I’m often being chastised for not having children. I’ve been told I’m selfish, a bad daughter, an unworthy spouse, and also that I’m simply not doing the right thing for the economy, because economic growth is driven by rising populations. Often, it’s avid curiosity I have to deal with – whether my uterus can do all it is meant to and if my partner is okay with my non-performance, whatever that means. Social propriety normally stops me from veering off into random conversations when it comes to the subject of children. That said, a complete stranger at an airport once asked me how many children I had. I told her 17, and they were all studying at Harvard.
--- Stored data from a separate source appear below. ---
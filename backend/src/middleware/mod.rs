//! Request middleware

pub mod auth;

pub use auth::{auth_middleware, AuthUser, CurrentUser};
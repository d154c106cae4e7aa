//! Domain models for lab kit supply forecasting

mod demand;
mod forecast;
mod inventory;
mod recommendation;
mod settings;

pub use demand::*;
pub use forecast::*;
pub use inventory::*;
pub use recommendation::*;
pub use settings::*;
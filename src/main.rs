//! Request Jar CLI

use std::path::PathBuf;
use std::process;

use anyhow::Context;
use requestjar::config::{Config, LogFormat, LoggingConfig};
use requestjar::network::Server;
use tracing_subscriber::EnvFilter;

fn usage() -> ! {
    eprintln!("Request Jar v{}", env!("CARGO_PKG_VERSION"));
    eprintln!();
    eprintln!("Usage: requestjar <command> [config.toml]");
    eprintln!();
    eprintln!("Commands:");
    eprintln!("  serve          Run the HTTP server");
    eprintln!("  check-config   Validate and print the effective configuration");
    eprintln!();
    eprintln!("Environment: PORT, ALLOWED_ORIGINS, LOG_FORMAT, RUST_LOG");
    process::exit(1);
}

#[tokio::main]
async fn main() -> anyhow::Result<()> {
    let args: Vec<String> = std::env::args().collect();

    if args.len() < 2 || args.len() > 3 {
        usage();
    }

    let config_path = args.get(2).map(PathBuf::from);
    let config = Config::load(config_path.as_deref()).context("Failed to load configuration")?;

    match args[1].as_str() {
        "serve" => {
            init_tracing(&config.logging);
            Server::new(config).run().await?;
        }
        "check-config" => {
            let rendered =
                toml::to_string_pretty(&config).context("Failed to render configuration")?;
            println!("{rendered}");
        }
        command => {
            eprintln!("Unknown command: {command}");
            eprintln!("Run 'requestjar' for usage information.");
            process::exit(1);
        }
    }

    Ok(())
}

fn init_tracing(logging: &LoggingConfig) {
    let filter =
        EnvFilter::try_from_default_env().unwrap_or_else(|_| EnvFilter::new(&logging.level));

    match logging.format {
        LogFormat::Pretty => tracing_subscriber::fmt().with_env_filter(filter).init(),
        LogFormat::Json => tracing_subscriber::fmt()
            .json()
            .with_env_filter(filter)
            .init(),
    }
}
I just couldn’t help myself; plus she looked impressed rather than incredulous.
I made the decision not to have children when I was 16. I made the decision for reasons of the environment as I believed that there were too many people and the planet was suffering as a result. This was at a time when the Internet was just a gleam in someone’s eye, and the Zuckerbergs were still in rompers. This was before veganism and global warming was a thing and long before Ms.Thunberg decided to annoyingly and erroneously tell children to quit school.
People made fun of me. I was mocked all my child-bearing years and after. I was asked in a shocked whisper, “But who will look after you when you grow old?” I was scolded by a nun who told me the only purpose of marriage was to produce offspring. I asked her what of her marriage to God. Her look was withering enough to send me to her maker. Well almost…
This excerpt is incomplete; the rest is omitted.